Specify what you intend to achieve and what you need to achieve it
This last step has two parts. First, explain what the company’s investment will get it in terms your senior leaders will understand by using reasonable projections of anticipated gains or avoided losses. Consider using case histories or examples of what other organizations have accomplished. For example: If we reduced crashes by five per cent over the next three years, we can also hope to reduce lost work days by 10 per cent as Company XYZ experienced. As decision makers usually relate to numbers, identify estimated costs for the activities you include in your plan.
Part two is explaining to decision-makers what they need to do to support the changes you’ve identified. Often this is in terms of time, money and people power. But you might also ask them to commit to making road safety a component of your organization’s health and safety program, set a strong example by demonstrating good road safety practices themselves or set up a cross-functional steering committee to guide the development of a road safety program.

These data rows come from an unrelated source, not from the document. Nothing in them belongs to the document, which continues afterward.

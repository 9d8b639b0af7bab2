//! Framed channel
//!
//! Converts between a raw byte stream and discrete text messages using a
//! single-byte terminator.

use std::io::{self, BufRead, ErrorKind, Read, Write};
use std::net::{SocketAddr, TcpStream};
use std::time::{Duration, Instant};

use bytes::{BufMut, BytesMut};

use crate::error::{Result, WireError};

/// Default frame terminator (tab)
pub const DEFAULT_DELIMITER: u8 = b'\t';

/// Initial capacity for the receive accumulator
const RECEIVE_CAPACITY: usize = 64;

// =============================================================================
// Frame Encoding
// =============================================================================

/// Build the on-wire frame for `text`: payload bytes followed by the delimiter
///
/// Fails if the payload already contains the delimiter, since the receiver
/// would split it into two messages.
pub fn encode_frame(text: &str, delimiter: u8) -> Result<BytesMut> {
    if text.as_bytes().contains(&delimiter) {
        return Err(WireError::Protocol(format!(
            "payload contains delimiter byte 0x{:02x}",
            delimiter
        )));
    }

    let mut frame = BytesMut::with_capacity(text.len() + 1);
    frame.put_slice(text.as_bytes());
    frame.put_u8(delimiter);
    Ok(frame)
}

// =============================================================================
// Stream-based I/O
// =============================================================================

/// Write one message to a stream
///
/// The whole frame goes out in a single write. Returns the number of bytes
/// written, delimiter included. A failed write leaves the stream in an unknown
/// framing state; callers should stop using it.
pub fn send_message<W: Write>(writer: &mut W, text: &str, delimiter: u8) -> Result<usize> {
    let frame = encode_frame(text, delimiter)?;
    writer.write_all(&frame)?;
    writer.flush()?;
    Ok(frame.len())
}

/// Read one message from a stream, one byte at a time
///
/// Blocks until the delimiter arrives. The delimiter is not part of the
/// returned text. A peer close before the delimiter yields
/// [`WireError::EndOfStream`]; any other transport error (including an expired
/// read timeout) is returned unchanged.
pub fn receive_message<R: Read>(reader: &mut R, delimiter: u8) -> Result<String> {
    read_frame(reader, delimiter, || Ok(()))
}

/// Byte-at-a-time frame reader; `before_read` runs ahead of every `read()`
fn read_frame<R, F>(reader: &mut R, delimiter: u8, mut before_read: F) -> Result<String>
where
    R: Read,
    F: FnMut() -> Result<()>,
{
    let mut buffer = BytesMut::with_capacity(RECEIVE_CAPACITY);
    let mut byte = [0u8; 1];

    loop {
        before_read()?;
        match reader.read(&mut byte) {
            Ok(0) => return Err(WireError::EndOfStream),
            Ok(_) => {
                if byte[0] == delimiter {
                    break;
                }
                buffer.put_u8(byte[0]);
            }
            Err(e) if e.kind() == ErrorKind::Interrupted => continue,
            Err(e) => return Err(WireError::Io(e)),
        }
    }

    Ok(String::from_utf8_lossy(&buffer).into_owned())
}

/// Read one message from a buffered stream with a single delimiter scan
///
/// Same contract as [`receive_message`], without a syscall per byte.
pub fn receive_message_buffered<R: BufRead>(reader: &mut R, delimiter: u8) -> Result<String> {
    let mut buffer = Vec::with_capacity(RECEIVE_CAPACITY);
    let n = reader.read_until(delimiter, &mut buffer)?;

    if n == 0 || buffer.last() != Some(&delimiter) {
        // Stream ended mid-frame (or before it started)
        return Err(WireError::EndOfStream);
    }
    buffer.pop();

    Ok(String::from_utf8_lossy(&buffer).into_owned())
}

// =============================================================================
// Channel
// =============================================================================

/// A TCP stream speaking the delimiter-framed protocol
///
/// Owns its stream exclusively; reads go byte-at-a-time straight off the
/// socket so no bytes are ever buffered past a frame boundary.
pub struct Channel {
    stream: TcpStream,
    delimiter: u8,
}

impl Channel {
    /// Wrap an already-connected stream
    pub fn new(stream: TcpStream, delimiter: u8) -> Self {
        Self { stream, delimiter }
    }

    /// Dial `addr`, giving up after `timeout`
    pub fn connect(addr: &SocketAddr, timeout: Duration, delimiter: u8) -> Result<Self> {
        let stream = TcpStream::connect_timeout(addr, timeout)?;
        // Frames are tiny; don't let Nagle hold them back
        stream.set_nodelay(true)?;
        Ok(Self::new(stream, delimiter))
    }

    /// Send one message, returning bytes written
    pub fn send(&mut self, text: &str) -> Result<usize> {
        send_message(&mut self.stream, text, self.delimiter)
    }

    /// Receive one message, blocking for as long as the socket's read
    /// timeout allows per byte
    pub fn receive(&mut self) -> Result<String> {
        receive_message(&mut self.stream, self.delimiter)
    }

    /// Receive one message, which must be complete by `deadline`
    ///
    /// The whole frame is bounded, not each byte: the socket timeout is
    /// re-armed with the time remaining before every read. Once the deadline
    /// passes the result is an I/O error of kind `TimedOut`. Leaves the read
    /// timeout set to whatever remained at the last read.
    pub fn receive_until(&mut self, deadline: Instant) -> Result<String> {
        let stream = &self.stream;
        let mut reader = stream;
        read_frame(&mut reader, self.delimiter, || {
            let remaining = deadline.saturating_duration_since(Instant::now());
            if remaining.is_zero() {
                return Err(WireError::Io(io::Error::new(
                    ErrorKind::TimedOut,
                    "read deadline expired",
                )));
            }
            stream.set_read_timeout(Some(remaining))?;
            Ok(())
        })
    }

    /// Set (or clear, with `None`) the read deadline
    ///
    /// A zero duration is treated as "no deadline".
    pub fn set_read_timeout(&self, timeout: Option<Duration>) -> Result<()> {
        self.stream.set_read_timeout(timeout.filter(|d| !d.is_zero()))?;
        Ok(())
    }

    /// Set (or clear, with `None`) the write deadline
    ///
    /// A zero duration is treated as "no deadline".
    pub fn set_write_timeout(&self, timeout: Option<Duration>) -> Result<()> {
        self.stream.set_write_timeout(timeout.filter(|d| !d.is_zero()))?;
        Ok(())
    }

    pub fn peer_addr(&self) -> Result<SocketAddr> {
        Ok(self.stream.peer_addr()?)
    }

    pub fn local_addr(&self) -> Result<SocketAddr> {
        Ok(self.stream.local_addr()?)
    }
}
/*
 * Copyright (c) Microsoft Corporation.
 * Licensed under the MIT license.
 */

//! Reordering of students (rows) and items (columns) by total score.
//!
//! After both sorts, strong students occupy the top rows and easy items the leftmost
//! columns of the chart.

use std::cmp::Reverse;

use guttman_utils::ScoreMatrix;
use serde::{Deserialize, Serialize};

use crate::error::{check_len, AnalysisResult};

/// Strategy used to order the columns of a score matrix.
#[derive(Debug, Clone, Copy, PartialEq, Eq, Default, Serialize, Deserialize)]
#[serde(rename_all = "lowercase")]
pub enum ColumnSort {
    /// A single stable sort by descending column total. Ties keep their original order.
    #[default]
    Stable,

    /// Historical placement: with `order` the stable descending ordering of the column
    /// totals, entry `j` of every row is moved to position `order[j]`.
    ///
    /// This applies the inverse of `order` and therefore agrees with [`Self::Stable`]
    /// only when `order` is its own inverse. The placement is applied to every row. Old
    /// reports that reordered only the first `ncols` rows are not reproduced when there
    /// are more students than items and `order` is not its own inverse.
    Legacy,
}

/// The column permutation applied by [`sort_columns_by_score`].
///
/// Entry `k` is the original index of the column found at sorted position `k`.
#[derive(Debug, Clone, PartialEq, Eq, Serialize, Deserialize)]
#[serde(transparent)]
pub struct ColumnOrder(Vec<usize>);

impl ColumnOrder {
    pub fn as_slice(&self) -> &[usize] {
        &self.0
    }

    pub fn len(&self) -> usize {
        self.0.len()
    }

    pub fn is_empty(&self) -> bool {
        self.0.is_empty()
    }

    /// Return the original column index of sorted position `position`, or `None` if
    /// `position` is out of bounds.
    pub fn original_index(&self, position: usize) -> Option<usize> {
        self.0.get(position).copied()
    }

    /// Map sorted positions back to original column indices. Out of bounds positions are
    /// skipped.
    pub fn map_to_original<I>(&self, positions: I) -> Vec<usize>
    where
        I: IntoIterator<Item = usize>,
    {
        positions
            .into_iter()
            .filter_map(|p| self.original_index(p))
            .collect()
    }
}

/// Indices of `sums` ordered by a stable ascending sort which is then reversed.
///
/// The result is descending by sum, but members of a tie group appear in the reverse of
/// their original relative order.
fn descending_reversed(sums: &[u64]) -> Vec<usize> {
    let mut order: Vec<usize> = (0..sums.len()).collect();
    order.sort_by_key(|&i| sums[i]);
    order.reverse();
    order
}

/// Indices of `sums` ordered by descending sum. Ties keep ascending index order.
fn descending_stable(sums: &[u64]) -> Vec<usize> {
    let mut order: Vec<usize> = (0..sums.len()).collect();
    order.sort_by_key(|&i| Reverse(sums[i]));
    order
}

fn invert_permutation(order: &[usize]) -> Vec<usize> {
    let mut inverse = vec![0; order.len()];
    for (position, &target) in order.iter().enumerate() {
        inverse[target] = position;
    }
    inverse
}

/// Return a copy of `matrix` with rows ordered by descending `row_sums`.
///
/// `row_sums[i]` must be the total of row `i`. Rows with equal totals come out in the
/// reverse of their original relative order.
///
/// # Errors
///
/// Returns [`crate::AnalysisError::LengthMismatch`] if `row_sums` does not have one entry
/// per row.
pub fn sort_rows_by_score(matrix: &ScoreMatrix, row_sums: &[u64]) -> AnalysisResult<ScoreMatrix> {
    check_len("row sums", matrix.nrows(), row_sums.len())?;
    Ok(matrix.select_rows(&descending_reversed(row_sums)))
}

/// Return a copy of `matrix` with columns ordered by descending `col_sums`, together with
/// the permutation that was applied.
///
/// # Errors
///
/// Returns [`crate::AnalysisError::LengthMismatch`] if `col_sums` does not have one entry
/// per column.
pub fn sort_columns_by_score(
    matrix: &ScoreMatrix,
    col_sums: &[u64],
    strategy: ColumnSort,
) -> AnalysisResult<(ScoreMatrix, ColumnOrder)> {
    check_len("column sums", matrix.ncols(), col_sums.len())?;

    let order = descending_stable(col_sums);
    let order = match strategy {
        ColumnSort::Stable => order,
        ColumnSort::Legacy => invert_permutation(&order),
    };

    Ok((matrix.select_columns(&order), ColumnOrder(order)))
}

///////////
// Tests //
///////////

#[cfg(test)]
mod tests {
    use rand::{rngs::StdRng, Rng, SeedableRng};

    use super::*;
    use crate::AnalysisError;

    fn sample() -> ScoreMatrix {
        ScoreMatrix::try_from_rows(vec![
            vec![0, 1, 1, 1],
            vec![1, 1, 1, 0],
            vec![1, 1, 1, 0],
            vec![1, 1, 0, 0],
            vec![1, 2, 0, 0],
        ])
        .unwrap()
    }

    fn random_matrix(rng: &mut StdRng) -> ScoreMatrix {
        let nrows = rng.random_range(1..12);
        let ncols = rng.random_range(1..12);
        let data = (0..nrows * ncols).map(|_| rng.random_range(0..5)).collect();
        ScoreMatrix::try_from(data, nrows, ncols).unwrap()
    }

    fn is_non_increasing(x: &[u64]) -> bool {
        x.windows(2).all(|w| w[0] >= w[1])
    }

    #[test]
    fn test_invert_permutation() {
        assert_eq!(invert_permutation(&[1, 2, 0]), vec![2, 0, 1]);
        assert_eq!(invert_permutation(&[1, 0, 2, 3]), vec![1, 0, 2, 3]);
        assert!(invert_permutation(&[]).is_empty());
    }

    #[test]
    fn test_sort_rows_sample() {
        let m = sample();
        let sorted = sort_rows_by_score(&m, &m.row_sums()).unwrap();

        // The tied rows 0, 1, 2 and 4 come out reversed.
        let expected = vec![
            vec![1, 2, 0, 0],
            vec![1, 1, 1, 0],
            vec![1, 1, 1, 0],
            vec![0, 1, 1, 1],
            vec![1, 1, 0, 0],
        ];
        assert_eq!(sorted.to_rows(), expected);
        assert_eq!(sorted.row_sums(), vec![3, 3, 3, 3, 2]);

        // The input is untouched.
        assert_eq!(m, sample());
    }

    #[test]
    fn test_sort_rows_already_sorted() {
        let m = ScoreMatrix::try_from_rows(vec![vec![3, 1], vec![2, 1], vec![1, 0]]).unwrap();
        let sorted = sort_rows_by_score(&m, &m.row_sums()).unwrap();
        assert_eq!(sorted, m);

        // Ties swap.
        let m = ScoreMatrix::try_from_rows(vec![vec![2, 0], vec![1, 1], vec![0, 1]]).unwrap();
        let sorted = sort_rows_by_score(&m, &m.row_sums()).unwrap();
        assert_eq!(sorted.to_rows(), vec![vec![1, 1], vec![2, 0], vec![0, 1]]);
        assert_eq!(sorted.row_sums(), m.row_sums());
    }

    #[test]
    fn test_sort_columns_sample() {
        let m = sample();
        let rows = sort_rows_by_score(&m, &m.row_sums()).unwrap();
        let col_sums = rows.col_sums();
        assert_eq!(col_sums, vec![4, 6, 3, 1]);

        let (sorted, order) = sort_columns_by_score(&rows, &col_sums, ColumnSort::Stable).unwrap();
        assert_eq!(order.as_slice(), &[1, 0, 2, 3]);
        assert_eq!(
            sorted.to_rows(),
            vec![
                vec![2, 1, 0, 0],
                vec![1, 1, 1, 0],
                vec![1, 1, 1, 0],
                vec![1, 0, 1, 1],
                vec![1, 1, 0, 0],
            ]
        );
        assert_eq!(sorted.col_sums(), vec![6, 4, 3, 1]);

        // The permutation is an involution, so the historical placement agrees.
        let (legacy, legacy_order) =
            sort_columns_by_score(&rows, &col_sums, ColumnSort::Legacy).unwrap();
        assert_eq!(legacy, sorted);
        assert_eq!(legacy_order, order);
    }

    #[test]
    fn test_sort_columns_legacy_differs() {
        let m = ScoreMatrix::try_from_rows(vec![vec![1, 2, 1], vec![0, 1, 1]]).unwrap();
        let col_sums = m.col_sums();
        assert_eq!(col_sums, vec![1, 3, 2]);

        let (stable, order) = sort_columns_by_score(&m, &col_sums, ColumnSort::Stable).unwrap();
        assert_eq!(order.as_slice(), &[1, 2, 0]);
        assert_eq!(stable.col_sums(), vec![3, 2, 1]);

        // Column `j` lands at position `order[j]`.
        let (legacy, order) = sort_columns_by_score(&m, &col_sums, ColumnSort::Legacy).unwrap();
        assert_eq!(order.as_slice(), &[2, 0, 1]);
        assert_eq!(legacy.to_rows(), vec![vec![1, 1, 2], vec![1, 0, 1]]);
        assert_eq!(legacy.col_sums(), vec![2, 1, 3]);
    }

    #[test]
    fn test_sort_columns_legacy_all_rows() {
        // More students than items: the trailing rows are reordered too.
        let m = ScoreMatrix::try_from_rows(vec![
            vec![1, 1, 1],
            vec![0, 1, 0],
            vec![0, 1, 1],
            vec![0, 0, 0],
            vec![3, 4, 5],
        ])
        .unwrap();
        assert_eq!(m.col_sums(), vec![4, 7, 7]);

        let (stable, order) =
            sort_columns_by_score(&m, &m.col_sums(), ColumnSort::Stable).unwrap();
        assert_eq!(order.as_slice(), &[1, 2, 0]);
        assert_eq!(stable.row(4), &[4, 5, 3]);

        let (legacy, order) = sort_columns_by_score(&m, &m.col_sums(), ColumnSort::Legacy).unwrap();
        assert_eq!(order.as_slice(), &[2, 0, 1]);
        assert_eq!(
            legacy.to_rows(),
            vec![
                vec![1, 1, 1],
                vec![0, 0, 1],
                vec![1, 0, 1],
                vec![0, 0, 0],
                vec![5, 3, 4],
            ]
        );
    }

    #[test]
    fn test_sort_columns_ties() {
        let m = ScoreMatrix::try_from_rows(vec![vec![1, 0, 1, 2]]).unwrap();
        let (sorted, order) =
            sort_columns_by_score(&m, &m.col_sums(), ColumnSort::Stable).unwrap();
        assert_eq!(order.as_slice(), &[3, 0, 2, 1]);
        assert_eq!(sorted.to_rows(), vec![vec![2, 1, 1, 0]]);
    }

    #[test]
    fn test_length_mismatch() {
        let m = sample();
        assert_eq!(
            sort_rows_by_score(&m, &[1, 2]).unwrap_err(),
            AnalysisError::LengthMismatch {
                what: "row sums",
                expected: 5,
                got: 2
            }
        );
        assert_eq!(
            sort_columns_by_score(&m, &[1, 2, 3, 4, 5], ColumnSort::Stable).unwrap_err(),
            AnalysisError::LengthMismatch {
                what: "column sums",
                expected: 4,
                got: 5
            }
        );
    }

    #[test]
    fn test_column_order() {
        let order = ColumnOrder(vec![2, 0, 1]);
        assert_eq!(order.len(), 3);
        assert!(!order.is_empty());
        assert_eq!(order.original_index(0), Some(2));
        assert_eq!(order.original_index(3), None);
        assert_eq!(order.map_to_original([0, 2, 7]), vec![2, 1]);

        assert_eq!(serde_json::to_string(&order).unwrap(), "[2,0,1]");
        assert_eq!(
            serde_json::to_string(&ColumnSort::Legacy).unwrap(),
            "\"legacy\""
        );
        let s: ColumnSort = serde_json::from_str("\"stable\"").unwrap();
        assert_eq!(s, ColumnSort::Stable);
    }

    #[test]
    fn test_random_sorts() {
        let mut rng = StdRng::seed_from_u64(0x5eed);
        for _ in 0..200 {
            let m = random_matrix(&mut rng);
            let rows = sort_rows_by_score(&m, &m.row_sums()).unwrap();
            assert!(is_non_increasing(&rows.row_sums()));
            assert_eq!(rows.col_sums(), m.col_sums());

            // Sorting again keeps the sequence of totals.
            let again = sort_rows_by_score(&rows, &rows.row_sums()).unwrap();
            assert_eq!(again.row_sums(), rows.row_sums());

            let (cols, order) =
                sort_columns_by_score(&rows, &rows.col_sums(), ColumnSort::Stable).unwrap();
            assert!(is_non_increasing(&cols.col_sums()));

            let mut seen = order.as_slice().to_vec();
            seen.sort_unstable();
            assert_eq!(seen, (0..m.ncols()).collect::<Vec<_>>());

            for (k, &j) in order.as_slice().iter().enumerate() {
                for r in 0..rows.nrows() {
                    assert_eq!(cols[(r, k)], rows[(r, j)]);
                }
            }
        }
    }
}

The next step is to identify why road safety is important and the benefits of making the investment. Think about your organization’s values and what will resonate with decision makers. List as many benefits as you can based on your company’s circumstances. This could include avoiding damage to company vehicles and vehicle downtime due to repairs, reducing workers’ compensation claims and employee days off work due to injuries, being better able to attract and retain employees due to a strong safety reputation, and increasing your ability to win contracts because of your strong safety performance.
Examine your current status
It's important to understand where you are now with your road safety plan. Do a gap analysis and identify your short and long-term goals, plans, resources and costs. Identify the main road safety issues you currently face and what you can do to solve them. View this as a journey and adopt a continuous improvement mindset. Identify some potential quick wins — things you can do immediately that require little change, cost and effort — and some potential heavy hitters — things that you know will require more time, money and people to implement. Create and prioritize a list of these potential items and create an action plan with steps you will take to develop the full plan with target dates, and if appropriate, estimated costs.
Don’t forget risk factors
Any good business case includes the risks associated with taking action and with not taking action as well as how you intend to mitigate the risks you have identified. For example, one risk could be that by increasing investment in road safety you may have to decrease investment elsewhere. What are the implications of this and how would you minimize the impacts?
Specify what you intend to achieve and what you need to achieve it
This last step has two parts. First, explain what the company’s investment will get it in terms your senior leaders will understand by using reasonable projections of anticipated gains or avoided losses. Consider using case histories or examples of what other organizations have accomplished. For example: If we reduced crashes by five per cent over the next three years, we can also hope to reduce lost work days by 10 per cent as Company XYZ experienced. As decision makers usually relate to numbers, identify estimated costs for the activities you include in your plan.
Part two is explaining to decision-makers what they need to do to support the changes you’ve identified. Often this is in terms of time, money and people power. But you might also ask them to commit to making road safety a component of your organization’s health and safety program, set a strong example by demonstrating good road safety practices themselves or set up a cross-functional steering committee to guide the development of a road safety program.